[Source records]

[Start of Attachment]

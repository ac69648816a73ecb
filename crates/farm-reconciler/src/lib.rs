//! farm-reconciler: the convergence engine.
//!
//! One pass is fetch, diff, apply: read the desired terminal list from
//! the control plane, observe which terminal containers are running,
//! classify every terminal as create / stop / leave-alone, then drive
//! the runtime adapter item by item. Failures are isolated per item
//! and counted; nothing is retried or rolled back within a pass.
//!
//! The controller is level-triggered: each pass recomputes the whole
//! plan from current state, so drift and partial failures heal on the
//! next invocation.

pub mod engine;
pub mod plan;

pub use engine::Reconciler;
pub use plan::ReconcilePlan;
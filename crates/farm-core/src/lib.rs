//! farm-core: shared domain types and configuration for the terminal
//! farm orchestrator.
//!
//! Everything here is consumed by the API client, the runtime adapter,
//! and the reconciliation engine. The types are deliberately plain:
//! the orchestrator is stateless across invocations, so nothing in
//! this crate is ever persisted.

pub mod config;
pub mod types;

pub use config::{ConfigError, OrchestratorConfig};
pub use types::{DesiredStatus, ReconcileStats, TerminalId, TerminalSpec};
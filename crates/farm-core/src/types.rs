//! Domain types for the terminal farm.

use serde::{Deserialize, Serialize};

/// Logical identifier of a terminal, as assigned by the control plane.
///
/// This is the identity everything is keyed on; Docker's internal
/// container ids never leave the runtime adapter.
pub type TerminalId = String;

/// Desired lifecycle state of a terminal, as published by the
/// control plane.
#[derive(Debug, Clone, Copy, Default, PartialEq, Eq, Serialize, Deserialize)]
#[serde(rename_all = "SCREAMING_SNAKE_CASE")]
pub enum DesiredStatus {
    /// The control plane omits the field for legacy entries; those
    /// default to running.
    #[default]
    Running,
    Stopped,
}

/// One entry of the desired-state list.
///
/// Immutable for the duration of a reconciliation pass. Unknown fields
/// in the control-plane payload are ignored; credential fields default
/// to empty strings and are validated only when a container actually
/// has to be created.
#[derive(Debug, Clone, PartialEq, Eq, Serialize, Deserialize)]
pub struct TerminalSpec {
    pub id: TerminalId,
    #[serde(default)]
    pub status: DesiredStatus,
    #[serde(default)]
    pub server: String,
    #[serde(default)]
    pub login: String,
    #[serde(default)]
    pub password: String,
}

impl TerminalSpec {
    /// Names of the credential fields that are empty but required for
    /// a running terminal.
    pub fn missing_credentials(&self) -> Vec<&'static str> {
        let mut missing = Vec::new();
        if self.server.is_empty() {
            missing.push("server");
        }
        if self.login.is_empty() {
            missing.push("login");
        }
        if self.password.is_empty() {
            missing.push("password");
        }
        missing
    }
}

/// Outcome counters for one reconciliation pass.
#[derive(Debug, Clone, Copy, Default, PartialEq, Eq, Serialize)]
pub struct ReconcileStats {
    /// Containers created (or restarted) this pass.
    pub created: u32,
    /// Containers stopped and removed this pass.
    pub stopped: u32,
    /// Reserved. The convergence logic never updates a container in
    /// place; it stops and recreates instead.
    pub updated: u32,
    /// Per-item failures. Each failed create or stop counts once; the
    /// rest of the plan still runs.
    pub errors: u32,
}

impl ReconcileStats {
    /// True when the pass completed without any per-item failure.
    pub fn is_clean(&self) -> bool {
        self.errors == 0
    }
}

[End of Attachment]

_WORK ITEM:_ The string "Copy" may appear on lines of the data above; give the number of those lines and nothing more.

_EXERCISE ANSWER:_ 2